Once the IRTree is generated, we can then either interpret it via the run methods inside each IROp node. Alternatively, we can compile it by applying the StagedCompiler.getCompiled on the root of the node, which will generate a single method for the entire Datalog program (unless the program is huge, in which case lambdas will be generated) to evade the JVM method size limit. The third option is to JIT, which is using a combination of StagedCompiler.getCompiledX and the run_continuation methods of the IROp nodes. TheSnippetExecutionEngine is the same as the StagedExecutionEngine except it uses a SnippetCompiler to compile only the bodies of the operators, then calls back into the interpreter. This is so the volume of the code getting generated is minimized, but has overheads of jumping around between compiled and interpreted code.
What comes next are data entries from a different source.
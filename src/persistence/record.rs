use crc16::{State, MODBUS};
use serde::{Deserialize, Serialize};

/// Bytes occupied by one record.
///
/// Start Byte | End Byte | Meaning
/// 0          | 1        | Sequence number, 0xFFFF when the slot is erased
/// 2          | 5        | Learned capacity of battery 1 (Ah)
/// 6          | 9        | Learned capacity of battery 2 (Ah)
/// 10         | 13       | SoC of battery 1 (%)
/// 14         | 17       | SoC of battery 2 (%)
/// 18         | 21       | SoH of battery 1 (%)
/// 22         | 25       | SoH of battery 2 (%)
/// 26         | 27       | Checksum over bytes 0-25
///
/// All fields are little endian.
pub const SLOT_SIZE: usize = 28;

/// Sequence value of a slot that has never been written
pub const ERASED_SEQUENCE: u16 = 0xFFFF;

const PAYLOAD_SIZE: usize = SLOT_SIZE - 2;

/// How a slot's checksum is computed.
#[derive(Debug, Clone, Copy, Serialize, Deserialize, PartialEq, Eq, Default)]
#[serde(rename_all = "snake_case")]
pub enum ChecksumKind {
    /// CRC-16/MODBUS
    #[default]
    Crc16Modbus,
    /// Plain sum of the bytes modulo 2^16, as written by older firmware
    ByteSum,
}

impl ChecksumKind {
    pub fn compute(self, data: &[u8]) -> u16 {
        match self {
            ChecksumKind::Crc16Modbus => State::<MODBUS>::calculate(data),
            ChecksumKind::ByteSum => data.iter().fold(0u16, |sum, &b| sum.wrapping_add(b as u16)),
        }
    }
}

/// The persisted part of one battery's state.
#[derive(Debug, Clone, Copy, Default, PartialEq)]
pub struct BatterySnapshot {
    pub learned_capacity_ah: f32,
    pub soc_percent: f32,
    pub soh_percent: f32,
}

#[derive(Debug, Clone, Copy, PartialEq)]
pub struct PersistedRecord {
    pub sequence: u16,
    pub batteries: [BatterySnapshot; 2],
}

#[derive(Debug, PartialEq)]
pub enum DecodedSlot {
    Valid(PersistedRecord),
    Erased,
    Corrupt(&'static str),
}

impl PersistedRecord {
    pub fn encode(&self, checksum: ChecksumKind) -> [u8; SLOT_SIZE] {
        let [b1, b2] = &self.batteries;
        let fields = [
            b1.learned_capacity_ah,
            b2.learned_capacity_ah,
            b1.soc_percent,
            b2.soc_percent,
            b1.soh_percent,
            b2.soh_percent,
        ];

        let mut slot = [0u8; SLOT_SIZE];
        slot[0..2].copy_from_slice(&self.sequence.to_le_bytes());
        for (chunk, value) in slot[2..PAYLOAD_SIZE].chunks_exact_mut(4).zip(fields) {
            chunk.copy_from_slice(&value.to_le_bytes());
        }
        let crc = checksum.compute(&slot[..PAYLOAD_SIZE]);
        slot[PAYLOAD_SIZE..].copy_from_slice(&crc.to_le_bytes());
        slot
    }

    pub fn decode(slot: &[u8; SLOT_SIZE], checksum: ChecksumKind) -> DecodedSlot {
        let sequence = u16::from_le_bytes([slot[0], slot[1]]);
        if sequence == ERASED_SEQUENCE {
            return DecodedSlot::Erased;
        }

        let stored = u16::from_le_bytes([slot[PAYLOAD_SIZE], slot[PAYLOAD_SIZE + 1]]);
        if stored != checksum.compute(&slot[..PAYLOAD_SIZE]) {
            return DecodedSlot::Corrupt("Checksum mismatch");
        }

        let mut fields = [0f32; 6];
        for (value, chunk) in fields.iter_mut().zip(slot[2..PAYLOAD_SIZE].chunks_exact(4)) {
            *value = f32::from_le_bytes([chunk[0], chunk[1], chunk[2], chunk[3]]);
        }
        let [cap1, cap2, soc1, soc2, soh1, soh2] = fields;

        DecodedSlot::Valid(PersistedRecord {
            sequence,
            batteries: [
                BatterySnapshot {
                    learned_capacity_ah: cap1,
                    soc_percent: soc1,
                    soh_percent: soh1,
                },
                BatterySnapshot {
                    learned_capacity_ah: cap2,
                    soc_percent: soc2,
                    soh_percent: soh2,
                },
            ],
        })
    }
}

/// True when `a` was written after `b`, allowing for the counter wrapping.
pub fn sequence_is_newer(a: u16, b: u16) -> bool {
    (a.wrapping_sub(b) as i16) > 0
}

/// The sequence number to write after `sequence`, never the erased marker.
pub fn next_sequence(sequence: u16) -> u16 {
    match sequence.wrapping_add(1) {
        ERASED_SEQUENCE => 0,
        next => next,
    }
}

#[cfg(test)]
mod tests {
    use super::*;

    fn record() -> PersistedRecord {
        PersistedRecord {
            sequence: 0x0102,
            batteries: [
                BatterySnapshot {
                    learned_capacity_ah: 100.0,
                    soc_percent: 62.0,
                    soh_percent: 100.0,
                },
                BatterySnapshot {
                    learned_capacity_ah: 95.5,
                    soc_percent: 40.25,
                    soh_percent: 95.5,
                },
            ],
        }
    }

    #[test]
    fn test_slot_layout() {
        let slot = record().encode(ChecksumKind::ByteSum);
        // sequence, then 100.0, 95.5, 62.0, 40.25, 100.0, 95.5 as little endian f32
        let expected_payload =
            hex::decode("02010000c8420000bf4200007842000021420000c8420000bf42").unwrap();
        assert_eq!(&slot[..26], &expected_payload[..]);
        let sum: u16 = expected_payload.iter().map(|&b| b as u16).sum();
        assert_eq!(u16::from_le_bytes([slot[26], slot[27]]), sum);
    }

    #[test]
    fn test_decode_valid_slot() {
        for checksum in [ChecksumKind::Crc16Modbus, ChecksumKind::ByteSum] {
            let slot = record().encode(checksum);
            assert_eq!(PersistedRecord::decode(&slot, checksum), DecodedSlot::Valid(record()));
        }
    }

    #[test]
    fn test_erased_slot() {
        let slot = [0xFF; SLOT_SIZE];
        assert_eq!(PersistedRecord::decode(&slot, ChecksumKind::Crc16Modbus), DecodedSlot::Erased);
    }

    #[test]
    fn test_flipped_bit_is_corrupt() {
        let mut slot = record().encode(ChecksumKind::Crc16Modbus);
        slot[11] ^= 0x04;
        assert_eq!(
            PersistedRecord::decode(&slot, ChecksumKind::Crc16Modbus),
            DecodedSlot::Corrupt("Checksum mismatch")
        );
    }

    #[test]
    fn test_swapped_bytes_fool_byte_sum_but_not_crc() {
        let original = record();
        let mut slot = original.encode(ChecksumKind::ByteSum);
        slot.swap(4, 5);
        assert!(matches!(PersistedRecord::decode(&slot, ChecksumKind::ByteSum), DecodedSlot::Valid(_)));

        let mut slot = original.encode(ChecksumKind::Crc16Modbus);
        slot.swap(4, 5);
        assert!(matches!(PersistedRecord::decode(&slot, ChecksumKind::Crc16Modbus), DecodedSlot::Corrupt(_)));
    }

    #[test]
    fn test_checksum_kinds_disagree() {
        let slot = record().encode(ChecksumKind::Crc16Modbus);
        assert!(matches!(PersistedRecord::decode(&slot, ChecksumKind::ByteSum), DecodedSlot::Corrupt(_)));
    }

    #[test]
    fn test_modbus_check_value() {
        assert_eq!(ChecksumKind::Crc16Modbus.compute(b"123456789"), 0x4B37);
    }

    #[test]
    fn test_sequence_ordering_wraps() {
        assert!(sequence_is_newer(2, 1));
        assert!(!sequence_is_newer(1, 2));
        assert!(!sequence_is_newer(7, 7));
        assert!(sequence_is_newer(0, 0xFFFE));
        assert!(sequence_is_newer(3, 0xFFF0));
        assert!(!sequence_is_newer(0xFFF0, 3));
    }

    #[test]
    fn test_next_sequence_skips_erased_marker() {
        assert_eq!(next_sequence(0), 1);
        assert_eq!(next_sequence(0xFFFD), 0xFFFE);
        assert_eq!(next_sequence(0xFFFE), 0);
        assert_eq!(next_sequence(0xFFFF), 0);
    }
}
All of the engines use JoinIndexes to track locations of constants and variables in the Datalog rules, and a PrecedenceGraph which stores the dependencies of each rule.

Storage Manager

This layer determines how the data is stored and some basic relational operators. CollectionsStorageEngine uses Scala collections, which is a pull-based engine, and RelationalStorageManager which is a push-based engine. The type aliases, which are very likely to change, are stored in StorageManager and will likely require wrapping in order to operate over anything other than in-memory collections. SimpleStorageManager has shared functionality between the push and pull based engine.

Tools

At the moment this package just contains the Debug statement, but is where any other future tooling can go. Debug will print to the console when the env var CARAC_DEBUG is defined. The Printer is where I put pretty printing statements for the entire architecture, its just located in the storage layer for convenience.

Tests

There are manual tests located in tests/*Test.scala which are defined by hand, and then there are generated tests based on the programs defined in tests/examples using the ExampleTestGenerator. Each test may have an facts directory which defines facts to be pre-loaded into the engine, and an expected directory where the expected output for each program is stored. The body of the program itself is in the .scala file within each example subdirectory. IDBs are defined in pretest (or, for the cases where there is no facts directory, EDBs can be defined there too) and the relation for which we want to solve is indciated by toSolve. Tags indicating metadata about the test, for example if it's really slow, are passed to the test superclass ExampleTestGenerator. Types of tests to be skipped can be indicated by setting the corresponding env var to be defined (this is to get around some missing functionality in MUnit).

Bench

Benchmarks are stored here and are generated similary to tests.